Pasen y vean.

Siempre me ha gustado la publicidad. Soy un cliente muy dócil, fácil de convencer. A veces incluso pusilánime.

Confieso que los anuncios que más me gustan son aquellos no van dirigidos a mi. Me hacen mucha gracia los que anuncian productos contra la sequedad vaginal. O los que anuncian coches claramente dirigidos a mi padre. O los que proclaman a los cuatro vientos las bondades de un pegamento para dentaduras postizas.

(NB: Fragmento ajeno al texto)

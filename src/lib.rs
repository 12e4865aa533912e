#![deny(missing_docs)]

//! This crate implements an ordered map, [OrderedMap], as an unbalanced binary search tree.
//!
//! Keys are unique, a second put for a key replaces the value in place.
//! Each node caches the size of its subtree, so [OrderedMap::size] is O(1).
//! There is no rebalancing, so keys inserted in sorted order give a tree of height n.
//! All operations use loops and explicit stacks rather than recursion, so such a tree is still safe to use and drop.
//!
//! Iteration ( [OrderedMap::iter] ) is in ascending key order, and borrows the map, so the map
//! cannot be modified while an iterator is live. Call iter again to restart.
//!
//! # Example
//!
//! ```
//!     use bst_map::OrderedMap;
//!     let mut mymap = OrderedMap::new();
//!     mymap.put(4, "horse");
//!     mymap.put(7, "goat");
//!     mymap.put(1, "sheep");
//!     assert_eq!(mymap.get(&4), Some(&"horse"));
//!     mymap.delete(&1);
//!     for (k, v) in mymap.iter() {
//!         println!("{k}: {v}");
//!     }
//! ```
//!
//!# Features
//!
//! This crate supports the following cargo features:
//! - `serde` : enables serialisation of [OrderedMap] via serde crate.
//! - `tracing` : emits trace events for structural changes via tracing crate.

/// Module with the map itself and its tree operations.
pub mod bst;

/// Module with the iterator types.
pub mod iter;

mod error;
mod log;

pub use bst::OrderedMap;
pub use error::InvariantError;
pub use iter::{IntoIter, Iter, IterMut, Keys, Preorder, Values};

// Tests.

/* mimalloc cannot be used with miri */
#[cfg(all(test, not(miri)))]
use mimalloc::MiMalloc;

#[cfg(all(test, not(miri)))]
#[global_allocator]
static GLOBAL: MiMalloc = MiMalloc;

#[cfg(test)]
mod mytests;
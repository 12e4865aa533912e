//! Trace events for structural changes, compiled out unless the `tracing` feature is enabled.

#[cfg(feature = "tracing")]
macro_rules! trace {
    ($($arg:tt)*) => {
        ::tracing::trace!($($arg)*)
    };
}

#[cfg(not(feature = "tracing"))]
macro_rules! trace {
    ($($arg:tt)*) => {};
}

pub(crate) use trace;
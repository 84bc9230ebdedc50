//! Table Object - Core data-mapping layer for Tablehaus
//!
//! This crate provides the connection abstraction, the scan and record
//! contracts, SQL statement generation and the generic table accessor.

/// Conditional debug logging macros
/// These macros only compile in code when the `debug-logging` feature is enabled
#[cfg(feature = "debug-logging")]
#[macro_export]
macro_rules! debug_log {
    ($($arg:tt)*) => {
        tracing::debug!($($arg)*)
    };
}

#[cfg(not(feature = "debug-logging"))]
#[macro_export]
macro_rules! debug_log {
    ($($arg:tt)*) => {};
}

#[cfg(feature = "debug-logging")]
#[macro_export]
macro_rules! trace_log {
    ($($arg:tt)*) => {
        tracing::trace!($($arg)*)
    };
}

#[cfg(not(feature = "debug-logging"))]
#[macro_export]
macro_rules! trace_log {
    ($($arg:tt)*) => {};
}

pub mod connection;
pub mod errors;
pub mod generic_table;
pub mod prelude;
pub mod query_builder;
pub mod scan;
pub mod traits;
pub mod validation;

#[cfg(test)]
pub(crate) mod testing;

pub use connection::{Connection, HookedConnection, PostgresConnection, QueryOutcome};
pub use errors::{PartialSelect, TableError};
pub use generic_table::PostgresTable;
pub use query_builder::{SqlGenerator, Statement};
pub use scan::{RowScanner, Scannable, SqlRow};
pub use traits::*;
pub use validation::{IdentifierError, ValidatedFieldName, ValidatedTableName};

pub use type_mapping::{fields, FieldMap, FromPostgresValue, NullKind, PostgresValue};
use serde::{Deserialize, Serialize};
use table_object::{Record, Scannable, TableError, TableSchema};
use type_mapping::{fields, FieldMap};

/// An office row in the `offices` table, referenced by `User::office_id`
#[derive(Debug, Clone, PartialEq, Eq, Serialize, Deserialize)]
pub struct Office {
    id: i64,
    name: String,
    capacity: i32,
}

impl Office {
    pub fn new(name: impl Into<String>, capacity: i32) -> Self {
        Self {
            id: 0,
            name: name.into(),
            capacity,
        }
    }

    pub fn id(&self) -> i64 {
        self.id
    }

    pub fn name(&self) -> &str {
        &self.name
    }

    pub fn capacity(&self) -> i32 {
        self.capacity
    }
}

impl Record for Office {
    fn from_row<S: Scannable>(row: &mut S) -> Result<Self, TableError> {
        Ok(Self {
            id: row.scan()?,
            name: row.scan()?,
            capacity: row.scan()?,
        })
    }

    fn to_fields(&self) -> Result<FieldMap, TableError> {
        if self.name.trim().is_empty() {
            return Err(TableError::validation("Office name is empty"));
        }
        if self.capacity < 0 {
            return Err(TableError::validation(format!(
                "Office capacity must not be negative, got {}",
                self.capacity
            )));
        }

        Ok(fields! {
            "name" => self.name.as_str(),
            "capacity" => self.capacity,
        })
    }
}

impl TableSchema for Office {
    fn table_name() -> &'static str {
        "offices"
    }

    fn create_table_sql() -> String {
        "CREATE TABLE IF NOT EXISTS offices (\
         id SERIAL PRIMARY KEY, \
         name TEXT, \
         capacity INT)"
            .to_string()
    }
}

#[cfg(test)]
mod tests {
    use super::*;
    use table_object::{RowScanner, SqlRow};
    use type_mapping::{NullKind, PostgresValue};

    #[test]
    fn test_fields() {
        let fields = Office::new("Aarhus", 40).to_fields().unwrap();
        assert_eq!(fields.len(), 2);
        assert_eq!(fields["name"], PostgresValue::from("Aarhus"));
        assert_eq!(fields["capacity"], PostgresValue::Integer(40));
    }

    #[test]
    fn test_validation() {
        assert!(matches!(
            Office::new("  ", 10).to_fields(),
            Err(TableError::Validation(_))
        ));
        assert!(matches!(
            Office::new("Aarhus", -1).to_fields(),
            Err(TableError::Validation(_))
        ));
        assert!(Office::new("Aarhus", 0).to_fields().is_ok());
    }

    #[test]
    fn test_from_row() {
        let row = SqlRow::from_values(vec![
            PostgresValue::Integer(3),
            PostgresValue::from("Aarhus"),
            PostgresValue::Integer(40),
        ]);
        let mut scanner = RowScanner::new(row);
        let office = Office::from_row(&mut scanner).unwrap();
        scanner.finish().unwrap();

        assert_eq!(office.id(), 3);
        assert_eq!(office.name(), "Aarhus");
        assert_eq!(office.capacity(), 40);
    }

    #[test]
    fn test_null_capacity_fails_to_decode() {
        let row = SqlRow::from_values(vec![
            PostgresValue::Integer(3),
            PostgresValue::from("Aarhus"),
            PostgresValue::Null(NullKind::Integer),
        ]);
        let result = Office::from_row(&mut RowScanner::new(row));
        assert!(matches!(result, Err(TableError::Conversion(_))));
    }
}
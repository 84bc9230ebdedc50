//! Validation module
//!
//! Table and column names are interpolated into SQL text, so every name
//! passes through these types before it reaches a statement. Values never
//! do; they always travel as bound arguments.

use std::fmt;

use thiserror::Error;

/// Validation errors for database identifiers
#[derive(Debug, Clone, PartialEq, Error)]
pub enum IdentifierError {
    #[error("Invalid characters in name '{0}': only alphanumeric characters and underscores are allowed")]
    InvalidCharacters(String),

    #[error("Name '{name}' is too long: {length} characters (max {max_length})")]
    TooLong {
        name: String,
        length: usize,
        max_length: usize,
    },

    #[error("Name cannot be empty")]
    Empty,

    #[error("Name '{0}' must start with a letter or underscore")]
    InvalidStartCharacter(String),

    #[error("Name '{0}' is a reserved SQL keyword")]
    ReservedKeyword(String),
}

/// PostgreSQL identifier length limit
const MAX_IDENTIFIER_LENGTH: usize = 63;

const RESERVED_KEYWORDS: &[&str] = &[
    "ALL", "ALTER", "AND", "ANY", "AS", "ASC", "BETWEEN", "BY", "CASE", "CAST", "CHECK",
    "COLUMN", "CONSTRAINT", "CREATE", "CROSS", "DEFAULT", "DELETE", "DESC", "DISTINCT", "DO",
    "DROP", "ELSE", "END", "EXCEPT", "EXISTS", "FALSE", "FETCH", "FOR", "FOREIGN", "FROM",
    "FULL", "GRANT", "GROUP", "HAVING", "IN", "INNER", "INSERT", "INTERSECT", "INTO", "IS",
    "JOIN", "LEFT", "LIKE", "LIMIT", "NOT", "NULL", "OFFSET", "ON", "OR", "ORDER", "OUTER",
    "PRIMARY", "REFERENCES", "RETURNING", "RIGHT", "SELECT", "SET", "TABLE", "THEN", "TO",
    "TRUE", "UNION", "UNIQUE", "UPDATE", "USER", "USING", "VALUES", "WHEN", "WHERE", "WITH",
];

fn validate_identifier(name: &str) -> Result<(), IdentifierError> {
    let first_char = name.chars().next().ok_or(IdentifierError::Empty)?;

    if name.len() > MAX_IDENTIFIER_LENGTH {
        return Err(IdentifierError::TooLong {
            name: name.to_string(),
            length: name.len(),
            max_length: MAX_IDENTIFIER_LENGTH,
        });
    }

    if !first_char.is_ascii_alphabetic() && first_char != '_' {
        return Err(IdentifierError::InvalidStartCharacter(name.to_string()));
    }

    if !name.chars().all(|c| c.is_ascii_alphanumeric() || c == '_') {
        return Err(IdentifierError::InvalidCharacters(name.to_string()));
    }

    if RESERVED_KEYWORDS.contains(&name.to_ascii_uppercase().as_str()) {
        return Err(IdentifierError::ReservedKeyword(name.to_string()));
    }

    Ok(())
}

/// A validated table name that is safe to use in SQL queries
#[derive(Debug, Clone, PartialEq, Eq, Hash)]
pub struct ValidatedTableName(String);

impl ValidatedTableName {
    pub fn new(name: &str) -> Result<Self, IdentifierError> {
        validate_identifier(name)?;
        Ok(Self(name.to_string()))
    }

    pub fn as_str(&self) -> &str {
        &self.0
    }
}

impl fmt::Display for ValidatedTableName {
    fn fmt(&self, f: &mut fmt::Formatter<'_>) -> fmt::Result {
        f.write_str(&self.0)
    }
}

/// A validated column name that is safe to use in SQL queries
#[derive(Debug, Clone, PartialEq, Eq, Hash)]
pub struct ValidatedFieldName<'a>(&'a str);

impl<'a> ValidatedFieldName<'a> {
    pub fn new(name: &'a str) -> Result<Self, IdentifierError> {
        validate_identifier(name)?;
        Ok(Self(name))
    }

    pub fn as_str(&self) -> &'a str {
        self.0
    }
}

impl fmt::Display for ValidatedFieldName<'_> {
    fn fmt(&self, f: &mut fmt::Formatter<'_>) -> fmt::Result {
        f.write_str(self.0)
    }
}

#[cfg(test)]
mod tests {
    use super::*;

    #[test]
    fn test_valid_names() {
        for name in ["users", "offices", "first_name", "_private", "table2", "id"] {
            assert!(ValidatedTableName::new(name).is_ok(), "{} should be valid", name);
        }
        assert_eq!(ValidatedFieldName::new("office_id").unwrap().as_str(), "office_id");
    }

    #[test]
    fn test_rejects_injection_attempts() {
        assert_eq!(
            ValidatedFieldName::new("id; DROP TABLE users"),
            Err(IdentifierError::InvalidCharacters(
                "id; DROP TABLE users".to_string()
            ))
        );
        assert!(ValidatedTableName::new("users--").is_err());
        assert!(ValidatedTableName::new("\"users\"").is_err());
    }

    #[test]
    fn test_rejects_malformed_names() {
        assert_eq!(ValidatedTableName::new(""), Err(IdentifierError::Empty));
        assert_eq!(
            ValidatedTableName::new("1users"),
            Err(IdentifierError::InvalidStartCharacter("1users".to_string()))
        );

        let long = "a".repeat(64);
        assert!(matches!(
            ValidatedTableName::new(&long),
            Err(IdentifierError::TooLong { length: 64, max_length: 63, .. })
        ));
        assert!(ValidatedTableName::new(&"a".repeat(63)).is_ok());
    }

    #[test]
    fn test_rejects_reserved_keywords_case_insensitively() {
        assert_eq!(
            ValidatedTableName::new("select"),
            Err(IdentifierError::ReservedKeyword("select".to_string()))
        );
        assert!(ValidatedTableName::new("User").is_err());
        assert!(ValidatedTableName::new("users").is_ok());
    }
}
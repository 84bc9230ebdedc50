pub mod core;
pub mod table;


pub use self::core::PostgresTable;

Imagino la felicidad de una señora que encuentra en televisión la solución a la ausencia de humedad en su intimidad dos anuncios después de tomar la decisión de que la cosa que evitará dentaduras falsas y rebeldes es algo parecido a la pasta de dientes pero con adhesivo.

Yo no me identifico con los anuncios de Fanta en los que un tipo serio habla como si fuera gilipollas; ni con un joven con cara de pijo que hace como que toca el fagot para ligar. Es probable que sea alguien raro por esta razón, pero no es menos cierto que los publicistas lejos de adaptar su producto a lo que hay en la calle pretende que sea al revés.

No me considero un rebelde comunista contrario a las leyes del mercado, me gusta beber Pepsi, comprar en H&M y conduzco un WV. Además tengo muebles de Ikea, escribo en un netbook, tengo acceso a internet en mi Blackberry con Vodafone y llevo unos calzoncillos del mercadillo la mar de cómodos y discretos.

Pero me gustan los anuncios que no me quieren vender nada, y me emociona ver a un cascarrabias Stravinsky vendiendo un coche que no me importaría conducir.